◆ **RECORDS FOR THIS TASK**
****************************************
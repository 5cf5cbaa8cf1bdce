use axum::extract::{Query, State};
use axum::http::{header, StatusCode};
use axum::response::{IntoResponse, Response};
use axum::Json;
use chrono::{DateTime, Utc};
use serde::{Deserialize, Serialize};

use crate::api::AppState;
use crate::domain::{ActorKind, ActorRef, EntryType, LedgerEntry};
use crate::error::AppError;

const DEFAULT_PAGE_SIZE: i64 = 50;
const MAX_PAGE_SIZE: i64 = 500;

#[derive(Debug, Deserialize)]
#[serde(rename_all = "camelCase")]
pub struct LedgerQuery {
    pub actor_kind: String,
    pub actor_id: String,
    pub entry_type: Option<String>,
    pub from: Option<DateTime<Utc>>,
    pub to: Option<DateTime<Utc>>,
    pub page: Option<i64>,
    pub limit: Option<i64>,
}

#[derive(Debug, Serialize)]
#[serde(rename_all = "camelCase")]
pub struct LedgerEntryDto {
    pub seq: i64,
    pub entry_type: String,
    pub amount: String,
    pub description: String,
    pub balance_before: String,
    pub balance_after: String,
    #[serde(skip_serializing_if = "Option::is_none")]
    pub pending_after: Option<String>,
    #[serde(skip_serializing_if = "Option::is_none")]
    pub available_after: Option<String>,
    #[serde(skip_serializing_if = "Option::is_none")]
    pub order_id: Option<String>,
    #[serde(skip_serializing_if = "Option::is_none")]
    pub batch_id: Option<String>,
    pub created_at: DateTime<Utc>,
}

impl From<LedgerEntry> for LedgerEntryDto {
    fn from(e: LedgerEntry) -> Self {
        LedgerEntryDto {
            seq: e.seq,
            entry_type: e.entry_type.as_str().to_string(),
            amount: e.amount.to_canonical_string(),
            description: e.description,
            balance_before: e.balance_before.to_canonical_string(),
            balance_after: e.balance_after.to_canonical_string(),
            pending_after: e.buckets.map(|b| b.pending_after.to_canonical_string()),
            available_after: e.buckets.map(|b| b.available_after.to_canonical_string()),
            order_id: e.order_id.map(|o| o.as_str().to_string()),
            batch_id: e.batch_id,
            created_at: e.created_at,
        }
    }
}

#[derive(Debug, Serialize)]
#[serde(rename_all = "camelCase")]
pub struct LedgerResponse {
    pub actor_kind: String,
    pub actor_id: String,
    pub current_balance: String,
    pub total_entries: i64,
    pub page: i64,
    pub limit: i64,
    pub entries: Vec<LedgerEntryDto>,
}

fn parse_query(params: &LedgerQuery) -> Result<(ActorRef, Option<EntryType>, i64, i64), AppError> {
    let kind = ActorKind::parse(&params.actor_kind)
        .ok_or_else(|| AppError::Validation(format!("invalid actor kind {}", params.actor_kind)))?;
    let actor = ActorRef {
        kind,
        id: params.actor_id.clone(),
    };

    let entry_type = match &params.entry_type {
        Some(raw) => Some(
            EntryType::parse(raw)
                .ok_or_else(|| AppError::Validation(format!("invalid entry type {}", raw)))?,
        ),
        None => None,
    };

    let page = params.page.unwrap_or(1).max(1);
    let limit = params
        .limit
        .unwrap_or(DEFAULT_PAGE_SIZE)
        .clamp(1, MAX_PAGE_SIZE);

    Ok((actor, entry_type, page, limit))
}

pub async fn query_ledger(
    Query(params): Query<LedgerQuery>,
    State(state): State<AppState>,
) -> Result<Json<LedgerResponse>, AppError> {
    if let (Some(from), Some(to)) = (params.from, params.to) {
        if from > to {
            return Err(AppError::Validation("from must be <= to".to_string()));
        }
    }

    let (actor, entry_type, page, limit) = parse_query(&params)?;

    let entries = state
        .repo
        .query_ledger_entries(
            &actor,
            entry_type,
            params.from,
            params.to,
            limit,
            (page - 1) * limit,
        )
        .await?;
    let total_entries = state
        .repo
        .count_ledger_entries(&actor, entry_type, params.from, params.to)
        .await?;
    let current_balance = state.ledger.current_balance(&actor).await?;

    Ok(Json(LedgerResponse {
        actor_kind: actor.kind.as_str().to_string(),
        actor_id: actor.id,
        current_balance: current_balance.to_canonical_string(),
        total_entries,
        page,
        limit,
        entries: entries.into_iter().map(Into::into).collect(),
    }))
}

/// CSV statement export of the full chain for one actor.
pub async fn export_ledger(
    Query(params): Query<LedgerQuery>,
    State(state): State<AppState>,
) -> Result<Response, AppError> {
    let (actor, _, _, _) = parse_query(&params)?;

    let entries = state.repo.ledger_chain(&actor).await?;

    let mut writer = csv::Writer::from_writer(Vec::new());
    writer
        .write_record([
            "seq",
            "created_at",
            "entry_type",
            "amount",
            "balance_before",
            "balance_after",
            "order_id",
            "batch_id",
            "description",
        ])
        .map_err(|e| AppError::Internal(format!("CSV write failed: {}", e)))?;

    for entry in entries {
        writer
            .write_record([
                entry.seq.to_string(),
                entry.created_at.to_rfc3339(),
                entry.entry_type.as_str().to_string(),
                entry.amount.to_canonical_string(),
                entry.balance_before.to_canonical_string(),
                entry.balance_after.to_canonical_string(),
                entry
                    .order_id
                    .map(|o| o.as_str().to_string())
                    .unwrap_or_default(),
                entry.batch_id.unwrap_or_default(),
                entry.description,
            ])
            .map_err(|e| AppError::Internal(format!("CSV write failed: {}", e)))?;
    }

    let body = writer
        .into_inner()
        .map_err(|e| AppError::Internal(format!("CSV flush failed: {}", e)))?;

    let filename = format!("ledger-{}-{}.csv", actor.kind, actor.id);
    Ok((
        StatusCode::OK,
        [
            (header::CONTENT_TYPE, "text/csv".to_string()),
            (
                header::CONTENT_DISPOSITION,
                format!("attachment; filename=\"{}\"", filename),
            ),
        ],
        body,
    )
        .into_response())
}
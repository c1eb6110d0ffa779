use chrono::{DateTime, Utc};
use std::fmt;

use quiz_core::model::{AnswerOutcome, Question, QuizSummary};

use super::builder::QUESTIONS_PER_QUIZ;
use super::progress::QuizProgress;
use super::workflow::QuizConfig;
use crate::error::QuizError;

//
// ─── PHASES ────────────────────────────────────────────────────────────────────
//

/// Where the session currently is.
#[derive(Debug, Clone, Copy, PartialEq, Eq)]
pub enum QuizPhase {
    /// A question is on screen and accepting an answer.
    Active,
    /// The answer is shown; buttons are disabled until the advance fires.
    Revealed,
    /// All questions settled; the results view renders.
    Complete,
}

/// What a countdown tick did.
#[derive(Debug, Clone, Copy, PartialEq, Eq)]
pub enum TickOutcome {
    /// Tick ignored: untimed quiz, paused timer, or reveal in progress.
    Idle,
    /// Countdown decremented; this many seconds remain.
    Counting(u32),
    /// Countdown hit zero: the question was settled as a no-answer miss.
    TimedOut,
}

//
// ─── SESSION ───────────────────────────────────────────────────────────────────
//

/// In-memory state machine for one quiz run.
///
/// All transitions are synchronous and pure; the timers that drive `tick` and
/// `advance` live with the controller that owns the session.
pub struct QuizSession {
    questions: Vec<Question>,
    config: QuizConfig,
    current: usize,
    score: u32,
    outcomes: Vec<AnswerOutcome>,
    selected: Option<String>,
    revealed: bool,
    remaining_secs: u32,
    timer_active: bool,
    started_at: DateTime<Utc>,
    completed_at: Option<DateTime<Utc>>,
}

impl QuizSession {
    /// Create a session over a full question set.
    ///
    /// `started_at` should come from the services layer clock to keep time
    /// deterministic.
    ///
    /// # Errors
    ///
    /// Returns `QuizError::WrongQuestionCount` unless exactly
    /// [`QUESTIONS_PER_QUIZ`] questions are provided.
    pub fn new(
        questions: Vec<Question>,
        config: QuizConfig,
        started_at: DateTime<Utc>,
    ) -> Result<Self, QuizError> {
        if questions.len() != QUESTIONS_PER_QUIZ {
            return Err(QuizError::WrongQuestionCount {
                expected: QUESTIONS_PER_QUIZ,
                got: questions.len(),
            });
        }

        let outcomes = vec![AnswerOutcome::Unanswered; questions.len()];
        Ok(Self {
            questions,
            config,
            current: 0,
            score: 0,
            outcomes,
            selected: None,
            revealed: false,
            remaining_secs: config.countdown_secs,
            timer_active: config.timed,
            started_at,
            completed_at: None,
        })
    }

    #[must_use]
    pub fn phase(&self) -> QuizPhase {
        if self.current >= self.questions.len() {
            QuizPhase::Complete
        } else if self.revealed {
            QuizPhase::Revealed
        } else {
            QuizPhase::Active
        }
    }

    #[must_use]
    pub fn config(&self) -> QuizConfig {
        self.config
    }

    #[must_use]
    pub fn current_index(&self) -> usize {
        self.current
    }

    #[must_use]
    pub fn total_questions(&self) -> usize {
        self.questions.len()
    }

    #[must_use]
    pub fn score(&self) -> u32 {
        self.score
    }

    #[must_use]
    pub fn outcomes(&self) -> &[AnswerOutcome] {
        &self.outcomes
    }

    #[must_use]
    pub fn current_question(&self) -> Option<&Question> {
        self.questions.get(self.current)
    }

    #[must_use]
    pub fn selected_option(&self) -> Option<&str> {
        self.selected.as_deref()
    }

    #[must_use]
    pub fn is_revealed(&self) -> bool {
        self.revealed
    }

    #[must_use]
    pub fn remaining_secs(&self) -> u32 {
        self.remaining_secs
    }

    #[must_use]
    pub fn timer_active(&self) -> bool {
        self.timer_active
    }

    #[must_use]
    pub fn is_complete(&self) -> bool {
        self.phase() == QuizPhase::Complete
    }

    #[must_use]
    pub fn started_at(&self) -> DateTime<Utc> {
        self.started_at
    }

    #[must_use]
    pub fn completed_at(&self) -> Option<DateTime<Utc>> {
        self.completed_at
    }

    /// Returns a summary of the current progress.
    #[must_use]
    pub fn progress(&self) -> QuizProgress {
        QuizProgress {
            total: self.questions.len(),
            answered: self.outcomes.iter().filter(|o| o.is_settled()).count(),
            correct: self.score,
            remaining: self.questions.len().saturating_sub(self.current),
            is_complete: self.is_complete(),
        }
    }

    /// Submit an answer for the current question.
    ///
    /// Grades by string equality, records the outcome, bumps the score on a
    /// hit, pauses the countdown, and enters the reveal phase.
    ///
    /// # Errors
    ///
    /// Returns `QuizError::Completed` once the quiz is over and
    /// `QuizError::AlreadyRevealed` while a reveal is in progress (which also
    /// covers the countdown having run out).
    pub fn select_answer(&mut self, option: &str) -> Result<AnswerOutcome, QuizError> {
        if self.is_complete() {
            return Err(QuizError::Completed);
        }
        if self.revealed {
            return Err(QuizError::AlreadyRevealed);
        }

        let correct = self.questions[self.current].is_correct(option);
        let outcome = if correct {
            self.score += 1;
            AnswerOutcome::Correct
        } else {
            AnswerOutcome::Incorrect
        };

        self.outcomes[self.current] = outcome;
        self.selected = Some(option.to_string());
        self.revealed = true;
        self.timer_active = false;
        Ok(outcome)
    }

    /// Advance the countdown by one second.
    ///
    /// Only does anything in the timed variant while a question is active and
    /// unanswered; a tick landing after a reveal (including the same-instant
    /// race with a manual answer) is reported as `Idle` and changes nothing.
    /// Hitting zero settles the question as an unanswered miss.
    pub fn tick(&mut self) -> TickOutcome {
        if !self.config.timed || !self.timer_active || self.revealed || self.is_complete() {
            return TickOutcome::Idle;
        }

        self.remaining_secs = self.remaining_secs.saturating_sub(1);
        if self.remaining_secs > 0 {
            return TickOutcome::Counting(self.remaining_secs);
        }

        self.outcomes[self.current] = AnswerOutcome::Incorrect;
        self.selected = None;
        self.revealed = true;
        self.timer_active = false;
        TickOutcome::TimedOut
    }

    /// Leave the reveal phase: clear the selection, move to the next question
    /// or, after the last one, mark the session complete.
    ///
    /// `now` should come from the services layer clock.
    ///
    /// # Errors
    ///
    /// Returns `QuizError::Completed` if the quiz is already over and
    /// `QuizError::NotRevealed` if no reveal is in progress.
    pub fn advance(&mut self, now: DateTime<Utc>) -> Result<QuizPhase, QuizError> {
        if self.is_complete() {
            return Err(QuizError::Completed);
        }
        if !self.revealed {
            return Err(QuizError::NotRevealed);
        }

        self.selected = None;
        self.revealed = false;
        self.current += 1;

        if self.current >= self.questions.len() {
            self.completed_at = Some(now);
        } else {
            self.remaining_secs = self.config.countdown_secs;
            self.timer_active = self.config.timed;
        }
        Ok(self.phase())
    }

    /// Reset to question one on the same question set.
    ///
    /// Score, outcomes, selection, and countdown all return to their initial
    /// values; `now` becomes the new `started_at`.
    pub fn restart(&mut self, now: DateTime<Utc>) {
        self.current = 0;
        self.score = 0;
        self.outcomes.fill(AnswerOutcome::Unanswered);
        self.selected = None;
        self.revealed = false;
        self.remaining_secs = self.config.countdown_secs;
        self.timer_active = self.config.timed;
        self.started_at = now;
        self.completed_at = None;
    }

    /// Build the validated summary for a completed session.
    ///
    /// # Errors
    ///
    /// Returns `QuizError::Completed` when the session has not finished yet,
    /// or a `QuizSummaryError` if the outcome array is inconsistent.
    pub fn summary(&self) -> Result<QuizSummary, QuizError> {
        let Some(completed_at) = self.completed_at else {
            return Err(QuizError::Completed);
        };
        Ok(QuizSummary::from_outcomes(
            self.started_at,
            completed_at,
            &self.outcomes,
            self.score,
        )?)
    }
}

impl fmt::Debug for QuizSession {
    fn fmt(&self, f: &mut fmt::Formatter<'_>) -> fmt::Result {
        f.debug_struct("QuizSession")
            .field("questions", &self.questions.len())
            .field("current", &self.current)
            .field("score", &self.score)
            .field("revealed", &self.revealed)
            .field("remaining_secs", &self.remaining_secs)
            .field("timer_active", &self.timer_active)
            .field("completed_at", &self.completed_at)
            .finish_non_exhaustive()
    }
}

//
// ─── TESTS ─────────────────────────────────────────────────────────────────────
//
****************************************
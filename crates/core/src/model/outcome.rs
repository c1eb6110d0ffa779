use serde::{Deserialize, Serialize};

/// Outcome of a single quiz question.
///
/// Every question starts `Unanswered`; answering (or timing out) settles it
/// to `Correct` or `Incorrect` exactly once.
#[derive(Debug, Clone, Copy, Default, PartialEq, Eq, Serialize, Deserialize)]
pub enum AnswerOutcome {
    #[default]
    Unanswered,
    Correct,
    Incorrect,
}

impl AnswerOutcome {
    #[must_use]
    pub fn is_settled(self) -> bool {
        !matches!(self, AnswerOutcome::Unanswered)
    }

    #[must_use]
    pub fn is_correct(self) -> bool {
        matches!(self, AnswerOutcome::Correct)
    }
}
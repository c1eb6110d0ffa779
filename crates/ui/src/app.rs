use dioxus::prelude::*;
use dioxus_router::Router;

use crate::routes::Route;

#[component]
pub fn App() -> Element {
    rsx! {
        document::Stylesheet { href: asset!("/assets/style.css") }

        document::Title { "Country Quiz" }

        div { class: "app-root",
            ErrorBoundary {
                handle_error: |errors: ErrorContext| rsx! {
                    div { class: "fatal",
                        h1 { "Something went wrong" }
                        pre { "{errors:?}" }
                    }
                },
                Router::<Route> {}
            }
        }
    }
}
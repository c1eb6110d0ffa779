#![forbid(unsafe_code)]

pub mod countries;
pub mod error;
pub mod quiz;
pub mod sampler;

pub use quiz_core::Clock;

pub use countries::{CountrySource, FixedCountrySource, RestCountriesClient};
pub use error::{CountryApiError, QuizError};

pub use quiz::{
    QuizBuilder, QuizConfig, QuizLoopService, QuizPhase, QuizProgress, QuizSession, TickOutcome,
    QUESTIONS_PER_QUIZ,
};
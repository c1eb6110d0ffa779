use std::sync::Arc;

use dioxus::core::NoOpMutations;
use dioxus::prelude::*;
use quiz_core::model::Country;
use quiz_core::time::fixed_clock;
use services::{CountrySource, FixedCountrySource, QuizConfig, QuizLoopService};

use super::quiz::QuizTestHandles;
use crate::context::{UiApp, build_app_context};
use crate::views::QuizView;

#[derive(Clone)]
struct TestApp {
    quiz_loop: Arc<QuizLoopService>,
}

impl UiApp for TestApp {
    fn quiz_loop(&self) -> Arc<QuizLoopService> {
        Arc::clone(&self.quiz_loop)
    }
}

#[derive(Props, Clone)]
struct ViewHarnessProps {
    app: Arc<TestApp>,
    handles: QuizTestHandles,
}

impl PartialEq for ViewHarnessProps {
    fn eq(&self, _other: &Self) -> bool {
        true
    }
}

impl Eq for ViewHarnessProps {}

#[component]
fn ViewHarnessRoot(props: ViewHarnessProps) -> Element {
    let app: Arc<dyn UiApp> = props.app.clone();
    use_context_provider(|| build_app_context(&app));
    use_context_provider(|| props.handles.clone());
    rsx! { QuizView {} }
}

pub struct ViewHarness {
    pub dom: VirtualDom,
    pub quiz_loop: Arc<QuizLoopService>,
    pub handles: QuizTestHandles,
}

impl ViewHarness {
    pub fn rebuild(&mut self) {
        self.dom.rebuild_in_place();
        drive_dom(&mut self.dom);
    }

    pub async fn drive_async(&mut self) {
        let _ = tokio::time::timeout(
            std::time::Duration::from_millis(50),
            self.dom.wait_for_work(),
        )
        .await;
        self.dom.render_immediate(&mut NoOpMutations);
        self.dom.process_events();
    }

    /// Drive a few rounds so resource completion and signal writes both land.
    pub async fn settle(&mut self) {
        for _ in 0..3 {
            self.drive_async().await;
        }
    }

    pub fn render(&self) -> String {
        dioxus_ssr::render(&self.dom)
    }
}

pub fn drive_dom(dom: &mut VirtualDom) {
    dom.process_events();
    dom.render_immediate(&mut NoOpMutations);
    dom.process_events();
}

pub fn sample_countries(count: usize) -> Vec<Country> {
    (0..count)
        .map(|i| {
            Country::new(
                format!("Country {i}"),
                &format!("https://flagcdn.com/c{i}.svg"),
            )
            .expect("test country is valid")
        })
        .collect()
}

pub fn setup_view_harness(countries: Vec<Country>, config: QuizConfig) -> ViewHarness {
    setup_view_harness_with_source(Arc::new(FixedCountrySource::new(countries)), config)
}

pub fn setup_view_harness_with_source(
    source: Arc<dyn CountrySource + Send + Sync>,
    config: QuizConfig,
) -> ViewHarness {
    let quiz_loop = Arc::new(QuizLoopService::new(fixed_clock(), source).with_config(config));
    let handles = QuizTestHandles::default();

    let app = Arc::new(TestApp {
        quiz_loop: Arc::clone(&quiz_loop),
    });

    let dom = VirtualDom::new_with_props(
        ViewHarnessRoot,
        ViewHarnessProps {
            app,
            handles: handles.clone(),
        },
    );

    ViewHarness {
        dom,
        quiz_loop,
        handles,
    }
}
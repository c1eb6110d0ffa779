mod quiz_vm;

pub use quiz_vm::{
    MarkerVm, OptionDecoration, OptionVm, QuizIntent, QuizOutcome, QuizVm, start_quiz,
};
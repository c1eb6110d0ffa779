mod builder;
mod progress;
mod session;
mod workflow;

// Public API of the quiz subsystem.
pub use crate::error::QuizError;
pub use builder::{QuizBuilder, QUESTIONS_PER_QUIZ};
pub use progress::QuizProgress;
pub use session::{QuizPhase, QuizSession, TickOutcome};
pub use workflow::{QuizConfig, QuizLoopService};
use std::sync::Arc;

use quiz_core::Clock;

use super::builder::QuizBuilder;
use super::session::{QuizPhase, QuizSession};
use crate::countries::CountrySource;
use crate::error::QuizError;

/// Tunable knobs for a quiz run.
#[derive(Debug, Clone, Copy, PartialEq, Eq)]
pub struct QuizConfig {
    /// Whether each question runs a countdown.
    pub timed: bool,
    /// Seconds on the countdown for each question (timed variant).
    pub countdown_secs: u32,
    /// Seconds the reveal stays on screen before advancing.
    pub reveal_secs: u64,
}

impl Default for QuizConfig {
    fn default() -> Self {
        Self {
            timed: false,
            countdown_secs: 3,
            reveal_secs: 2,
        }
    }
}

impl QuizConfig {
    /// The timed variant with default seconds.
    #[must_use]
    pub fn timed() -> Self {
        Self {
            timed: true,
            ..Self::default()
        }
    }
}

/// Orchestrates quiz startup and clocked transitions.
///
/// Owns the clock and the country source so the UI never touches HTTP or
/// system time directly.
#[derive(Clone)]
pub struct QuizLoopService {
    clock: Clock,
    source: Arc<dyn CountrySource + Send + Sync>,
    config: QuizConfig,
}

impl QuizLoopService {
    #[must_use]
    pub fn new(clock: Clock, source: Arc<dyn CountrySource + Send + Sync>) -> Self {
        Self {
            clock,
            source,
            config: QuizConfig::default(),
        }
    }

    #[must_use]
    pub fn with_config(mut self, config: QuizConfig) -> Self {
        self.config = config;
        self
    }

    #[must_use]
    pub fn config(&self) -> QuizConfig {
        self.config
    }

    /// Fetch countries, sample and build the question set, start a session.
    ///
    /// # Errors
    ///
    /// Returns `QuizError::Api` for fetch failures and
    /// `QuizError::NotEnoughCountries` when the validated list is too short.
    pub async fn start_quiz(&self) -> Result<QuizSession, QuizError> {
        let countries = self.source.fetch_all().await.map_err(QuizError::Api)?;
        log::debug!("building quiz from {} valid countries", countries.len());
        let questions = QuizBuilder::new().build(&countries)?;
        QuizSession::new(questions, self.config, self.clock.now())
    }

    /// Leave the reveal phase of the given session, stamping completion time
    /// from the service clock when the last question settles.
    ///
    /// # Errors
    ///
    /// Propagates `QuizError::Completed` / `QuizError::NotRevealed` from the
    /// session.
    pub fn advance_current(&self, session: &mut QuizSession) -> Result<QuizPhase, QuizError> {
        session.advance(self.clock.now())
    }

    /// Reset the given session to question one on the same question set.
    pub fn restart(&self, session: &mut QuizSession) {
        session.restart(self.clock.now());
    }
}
****************************************
◆ **TASK PROMPT**
The answer must be a single number: the count of lines above that contain the word "DateTime".

◆ **OUTPUT OF THE EXERCISE**
12